━━ Excerpted records ━━
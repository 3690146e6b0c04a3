//! Patent novelty ledger client.
//!
//! Evaluates a document with an external novelty service, pins the result to
//! content-addressed storage, and records `(cid, score, decision)` on an EVM
//! ledger that accepts each content identifier at most once.

pub mod config;
pub mod evaluation;
pub mod ledger;
pub mod observability;
pub mod workflow;

pub use config::AppConfig;
pub use ledger::{LedgerClient, WalletSession};
pub use workflow::{EvaluationOrchestrator, SubmissionController, SubmissionStatus};
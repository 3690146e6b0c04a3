//! Shared fakes and a programmable HTTP backend for integration tests.

#![allow(dead_code)]

use std::net::SocketAddr;
use std::sync::atomic::{AtomicUsize, Ordering};
use std::sync::Arc;

use alloy::primitives::Address;
use async_trait::async_trait;
use serde_json::Value;
use tokio::io::{AsyncReadExt, AsyncWriteExt};
use tokio::net::{TcpListener, TcpStream};
use tokio::sync::mpsc;

use patent_ledger::evaluation::{
    extract_cid, ContentId, EvaluationBackend, EvaluationReport, StorageUploader, UpstreamError,
};
use patent_ledger::ledger::{
    InMemoryLedger, LedgerClient, ProviderError, SigningIdentity, WalletProvider, WalletSession,
};
use patent_ledger::workflow::SubmissionController;

/// Wallet that hands out a fixed, address-only account.
pub struct FakeWallet {
    address: Address,
}

impl FakeWallet {
    pub fn new(address: Address) -> Arc<dyn WalletProvider> {
        Arc::new(Self { address })
    }
}

#[async_trait]
impl WalletProvider for FakeWallet {
    async fn request_account(&self) -> Result<SigningIdentity, ProviderError> {
        Ok(SigningIdentity::address_only(self.address))
    }
}

/// Wallet whose user declines every connection prompt.
pub struct DecliningWallet;

impl DecliningWallet {
    pub fn new() -> Arc<dyn WalletProvider> {
        Arc::new(Self)
    }
}

#[async_trait]
impl WalletProvider for DecliningWallet {
    async fn request_account(&self) -> Result<SigningIdentity, ProviderError> {
        Err(ProviderError::UserRejected("User rejected the request.".into()))
    }
}

/// Evaluator that returns a canned JSON report.
pub struct ScriptedEvaluator {
    response: Value,
}

impl ScriptedEvaluator {
    pub fn new(response: Value) -> Arc<dyn EvaluationBackend> {
        Arc::new(Self { response })
    }
}

#[async_trait]
impl EvaluationBackend for ScriptedEvaluator {
    async fn evaluate(&self, _: &str, _: Vec<u8>) -> Result<EvaluationReport, UpstreamError> {
        serde_json::from_value(self.response.clone()).map_err(|e| UpstreamError::Decode {
            service: "evaluator",
            message: e.to_string(),
        })
    }
}

/// Uploader that answers with a canned body, validated like the real ones.
pub struct ScriptedUploader {
    body: Value,
    calls: AtomicUsize,
}

impl ScriptedUploader {
    pub fn new(body: Value) -> Arc<Self> {
        Arc::new(Self {
            body,
            calls: AtomicUsize::new(0),
        })
    }

    pub fn calls(&self) -> usize {
        self.calls.load(Ordering::SeqCst)
    }
}

#[async_trait]
impl StorageUploader for ScriptedUploader {
    async fn upload(&self, _: &EvaluationReport) -> Result<ContentId, UpstreamError> {
        self.calls.fetch_add(1, Ordering::SeqCst);
        extract_cid("storage", &self.body, "cid")
    }
}

/// A controller wired to `ledger`, connected as `address` when given.
pub fn controller(address: Option<Address>, ledger: &InMemoryLedger) -> SubmissionController {
    SubmissionController::new(
        WalletSession::new(address.map(FakeWallet::new)),
        LedgerClient::new(Arc::new(ledger.clone())),
    )
}

/// A request captured by the programmable backend.
#[derive(Debug, Clone)]
pub struct CapturedRequest {
    pub request_line: String,
    pub headers: String,
    pub body: Vec<u8>,
}

fn find_header_end(buf: &[u8]) -> Option<usize> {
    buf.windows(4).position(|w| w == b"\r\n\r\n").map(|i| i + 4)
}

fn content_length(headers: &str) -> usize {
    headers
        .lines()
        .filter_map(|line| line.split_once(':'))
        .find(|(name, _)| name.trim().eq_ignore_ascii_case("content-length"))
        .and_then(|(_, value)| value.trim().parse().ok())
        .unwrap_or(0)
}

async fn read_request(socket: &mut TcpStream) -> Option<CapturedRequest> {
    let mut buf = Vec::new();
    let mut chunk = [0u8; 4096];

    let header_end = loop {
        let n = socket.read(&mut chunk).await.ok()?;
        if n == 0 {
            return None;
        }
        buf.extend_from_slice(&chunk[..n]);
        if let Some(end) = find_header_end(&buf) {
            break end;
        }
    };

    let head = String::from_utf8_lossy(&buf[..header_end]).into_owned();
    let length = content_length(&head);
    while buf.len() < header_end + length {
        let n = socket.read(&mut chunk).await.ok()?;
        if n == 0 {
            break;
        }
        buf.extend_from_slice(&chunk[..n]);
    }

    let (request_line, headers) = head.split_once("\r\n").unwrap_or((head.as_str(), ""));
    Some(CapturedRequest {
        request_line: request_line.to_string(),
        headers: headers.to_string(),
        body: buf[header_end..].to_vec(),
    })
}

/// Start a backend that answers every request with `status` and `body`.
///
/// Returns the bound address and a channel of captured requests.
pub async fn start_programmable_backend(
    status: u16,
    body: &'static str,
) -> (SocketAddr, mpsc::UnboundedReceiver<CapturedRequest>) {
    let listener = TcpListener::bind("127.0.0.1:0").await.unwrap();
    let addr = listener.local_addr().unwrap();
    let (tx, rx) = mpsc::unbounded_channel();

    tokio::spawn(async move {
        loop {
            match listener.accept().await {
                Ok((mut socket, _)) => {
                    let tx = tx.clone();
                    tokio::spawn(async move {
                        let Some(request) = read_request(&mut socket).await else {
                            return;
                        };
                        let _ = tx.send(request);

                        let status_text = match status {
                            200 => "200 OK",
                            400 => "400 Bad Request",
                            401 => "401 Unauthorized",
                            500 => "500 Internal Server Error",
                            _ => "200 OK",
                        };
                        let response = format!(
                            "HTTP/1.1 {}\r\nContent-Type: application/json\r\nContent-Length: {}\r\nConnection: close\r\n\r\n{}",
                            status_text,
                            body.len(),
                            body
                        );
                        let _ = socket.write_all(response.as_bytes()).await;
                        let _ = socket.shutdown().await;
                    });
                }
                Err(_) => break,
            }
        }
    });

    (addr, rx)
}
━━━
**The problem:** Going down from the first line of the entries above, restate each line word for word until the line holding "content-addressed storage, and" is done.

**Response below:**
repository 3690146e6b0c04a3
//! Patent novelty ledger client.
//!
//! Evaluates a document with an external novelty service, pins the result to
//! content-addressed storage, and records `(cid, score, decision)` on an EVM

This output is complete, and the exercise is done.